A judge has ruled that music subscription site Grooveshark has infringed copyright, potentially threatening the entire future of the site.
Grooveshark is based around its 30 million subscribers uploading music and streaming tracks, with the site earning revenue through advertising. Grooveshark relies on the “safe harbour” provisions of the Digital Millennium Copyright Act (DMCA), meaning that it complies with takedown requests when copyrighted material is flagged, in the same manner as Youtube.
However, as The Guardian reports, Judge Thomas Griesa of the US district court ruled this week in the 2011 case against Grooveshark and its parent company Escape Media. Griesa found that the site was liable for copyright infringement by its employees who were directed to upload 5,977 tracks without permission. “Each time Escape streamed one of plaintiffs’ songs recordings, it directly infringed upon plaintiffs’ exclusive performance rights,” Griesa explained.

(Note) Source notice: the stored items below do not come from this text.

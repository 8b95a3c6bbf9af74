use serde::{Deserialize, Deserializer, Serialize};
use std::fmt;

use crate::normalize::normalize;

/// One column of the design list.
///
/// The delimited-text export uses the Korean header names; the relational
/// table uses the ASCII column names. Both spellings are accepted on input.
#[derive(Debug, Clone, Copy, PartialEq, Eq, Hash)]
pub enum Column {
    Code,
    Customer,
    Designer,
    Fabricator,
    PartName,
    Product,
    Category,
    MoldSize,
    Material,
    StockSize,
    PartSize,
    Structure,
    SetYn,
    Process,
    ImagePath,
}

impl Column {
    /// All columns in export order.
    pub const ALL: [Column; 15] = [
        Column::Code,
        Column::Customer,
        Column::Designer,
        Column::Fabricator,
        Column::PartName,
        Column::Product,
        Column::Category,
        Column::MoldSize,
        Column::Material,
        Column::StockSize,
        Column::PartSize,
        Column::Structure,
        Column::SetYn,
        Column::Process,
        Column::ImagePath,
    ];

    /// Header used in the delimited-text export.
    pub fn header(self) -> &'static str {
        match self {
            Column::Code => "제번",
            Column::Customer => "고객사",
            Column::Designer => "설계",
            Column::Fabricator => "제작처",
            Column::PartName => "품명",
            Column::Product => "제품",
            Column::Category => "제품종류",
            Column::MoldSize => "금형사이즈",
            Column::Material => "재질",
            Column::StockSize => "자재사이즈",
            Column::PartSize => "제품사이즈",
            Column::Structure => "구조",
            Column::SetYn => "SET",
            Column::Process => "공정",
            Column::ImagePath => "image_path",
        }
    }

    /// Column name in the relational table.
    pub fn db_name(self) -> &'static str {
        match self {
            Column::Code => "code",
            Column::Customer => "customer",
            Column::Designer => "designer",
            Column::Fabricator => "fabricator",
            Column::PartName => "part_name",
            Column::Product => "product",
            Column::Category => "category",
            Column::MoldSize => "mold_size",
            Column::Material => "material",
            Column::StockSize => "stock_size",
            Column::PartSize => "part_size",
            Column::Structure => "structure",
            Column::SetYn => "set_yn",
            Column::Process => "process",
            Column::ImagePath => "image_path",
        }
    }

    /// Resolve a header cell to a column. Matches the export header, the
    /// relational name and `set_yn` for the set flag, ignoring surrounding
    /// whitespace and ASCII case.
    pub fn from_header(name: &str) -> Option<Column> {
        let name = name.trim();
        Column::ALL.into_iter().find(|c| {
            c.header().eq_ignore_ascii_case(name) || c.db_name().eq_ignore_ascii_case(name)
        })
    }
}

impl fmt::Display for Column {
    fn fmt(&self, f: &mut fmt::Formatter<'_>) -> fmt::Result {
        f.write_str(self.header())
    }
}

fn text_or_empty<'de, D>(deserializer: D) -> std::result::Result<String, D::Error>
where
    D: Deserializer<'de>,
{
    Ok(Option::<String>::deserialize(deserializer)?.unwrap_or_default())
}

/// A prior mold design.
///
/// Serialized with the export headers as keys so JSON clients see the same
/// names as the spreadsheet.
#[derive(Debug, Clone, Default, PartialEq, Eq, Serialize, Deserialize)]
pub struct DesignRecord {
    #[serde(rename = "제번", alias = "code", default, deserialize_with = "text_or_empty")]
    pub code: String,
    #[serde(rename = "고객사", alias = "customer", default)]
    pub customer: Option<String>,
    #[serde(rename = "설계", alias = "designer", default)]
    pub designer: Option<String>,
    #[serde(rename = "제작처", alias = "fabricator", default)]
    pub fabricator: Option<String>,
    #[serde(rename = "품명", alias = "part_name", default, deserialize_with = "text_or_empty")]
    pub part_name: String,
    #[serde(rename = "제품", alias = "product", default)]
    pub product: Option<String>,
    #[serde(rename = "제품종류", alias = "category", default, deserialize_with = "text_or_empty")]
    pub category: String,
    #[serde(rename = "금형사이즈", alias = "mold_size", default)]
    pub mold_size: Option<String>,
    #[serde(rename = "재질", alias = "material", default)]
    pub material: Option<String>,
    #[serde(rename = "자재사이즈", alias = "stock_size", default)]
    pub stock_size: Option<String>,
    #[serde(rename = "제품사이즈", alias = "part_size", default)]
    pub part_size: Option<String>,
    #[serde(rename = "구조", alias = "structure", default)]
    pub structure: Option<String>,
    #[serde(rename = "SET", alias = "set_yn", default)]
    pub set_yn: Option<String>,
    #[serde(rename = "공정", alias = "process", default)]
    pub process: Option<String>,
    #[serde(default, skip_serializing_if = "Option::is_none")]
    pub image_path: Option<String>,
}

impl DesignRecord {
    #[inline]
    #[must_use]
    pub fn new(code: impl Into<String>, category: impl Into<String>, part_name: impl Into<String>) -> Self {
        Self {
            code: code.into(),
            category: category.into(),
            part_name: part_name.into(),
            ..Self::default()
        }
    }

    #[inline]
    #[must_use]
    pub fn with_customer(mut self, customer: impl Into<String>) -> Self {
        self.customer = Some(customer.into());
        self
    }

    #[inline]
    #[must_use]
    pub fn with_product(mut self, product: impl Into<String>) -> Self {
        self.product = Some(product.into());
        self
    }

    /// Read a column as text. Empty strings read as `None`.
    pub fn get(&self, column: Column) -> Option<&str> {
        let value = match column {
            Column::Code => Some(self.code.as_str()),
            Column::Customer => self.customer.as_deref(),
            Column::Designer => self.designer.as_deref(),
            Column::Fabricator => self.fabricator.as_deref(),
            Column::PartName => Some(self.part_name.as_str()),
            Column::Product => self.product.as_deref(),
            Column::Category => Some(self.category.as_str()),
            Column::MoldSize => self.mold_size.as_deref(),
            Column::Material => self.material.as_deref(),
            Column::StockSize => self.stock_size.as_deref(),
            Column::PartSize => self.part_size.as_deref(),
            Column::Structure => self.structure.as_deref(),
            Column::SetYn => self.set_yn.as_deref(),
            Column::Process => self.process.as_deref(),
            Column::ImagePath => self.image_path.as_deref(),
        };
        value.filter(|v| !v.is_empty())
    }

    /// Write a column. `None` (or an empty string) clears optional columns
    /// and empties the required text columns.
    pub fn set(&mut self, column: Column, value: Option<&str>) {
        let value = value.filter(|v| !v.is_empty()).map(str::to_string);
        match column {
            Column::Code => self.code = value.unwrap_or_default(),
            Column::Customer => self.customer = value,
            Column::Designer => self.designer = value,
            Column::Fabricator => self.fabricator = value,
            Column::PartName => self.part_name = value.unwrap_or_default(),
            Column::Product => self.product = value,
            Column::Category => self.category = value.unwrap_or_default(),
            Column::MoldSize => self.mold_size = value,
            Column::Material => self.material = value,
            Column::StockSize => self.stock_size = value,
            Column::PartSize => self.part_size = value,
            Column::Structure => self.structure = value,
            Column::SetYn => self.set_yn = value,
            Column::Process => self.process = value,
            Column::ImagePath => self.image_path = value,
        }
    }

    /// Text the vectorizer sees for this record.
    #[inline]
    pub fn search_key(&self) -> String {
        search_key(&self.category, &self.part_name)
    }
}

/// `trim(category + " " + normalize(part_name))`
pub fn search_key(category: &str, part_name: &str) -> String {
    format!("{} {}", category, normalize(Some(part_name)))
        .trim()
        .to_string()
}

/// Loaded design records plus their derived search keys.
///
/// Row order is the source order and is the index space of any
/// document-term matrix fitted from this table.
#[derive(Debug, Clone, Default, PartialEq)]
pub struct RecordTable {
    records: Vec<DesignRecord>,
    search_keys: Vec<String>,
}

impl RecordTable {
    pub fn new(records: Vec<DesignRecord>) -> Self {
        let search_keys = records.iter().map(DesignRecord::search_key).collect();
        Self {
            records,
            search_keys,
        }
    }

    #[inline]
    #[must_use]
    pub fn len(&self) -> usize {
        self.records.len()
    }

    #[inline]
    #[must_use]
    pub fn is_empty(&self) -> bool {
        self.records.is_empty()
    }

    #[inline]
    pub fn get(&self, row: usize) -> Option<&DesignRecord> {
        self.records.get(row)
    }

    #[inline]
    pub fn search_key(&self, row: usize) -> Option<&str> {
        self.search_keys.get(row).map(String::as_str)
    }

    #[inline]
    pub fn records(&self) -> &[DesignRecord] {
        &self.records
    }

    #[inline]
    pub fn search_keys(&self) -> &[String] {
        &self.search_keys
    }

    #[inline]
    pub fn last(&self) -> Option<&DesignRecord> {
        self.records.last()
    }
}

impl FromIterator<DesignRecord> for RecordTable {
    fn from_iter<I: IntoIterator<Item = DesignRecord>>(iter: I) -> Self {
        Self::new(iter.into_iter().collect())
    }
}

This came to light in an internal memo sent in 2007 where chief technology officer Joshua Greenberg asked his employees to “please share as much music as possible from outside the office” to launch the service.
“Escape respectfully disagrees with the court’s decision, and is currently assessing its next steps, including the possibility of an appeal,” the defendants legal team told Ruters.
Griesa's ruling opens the door to a multimillion-pound damages suit from other record labels against Grooveshark.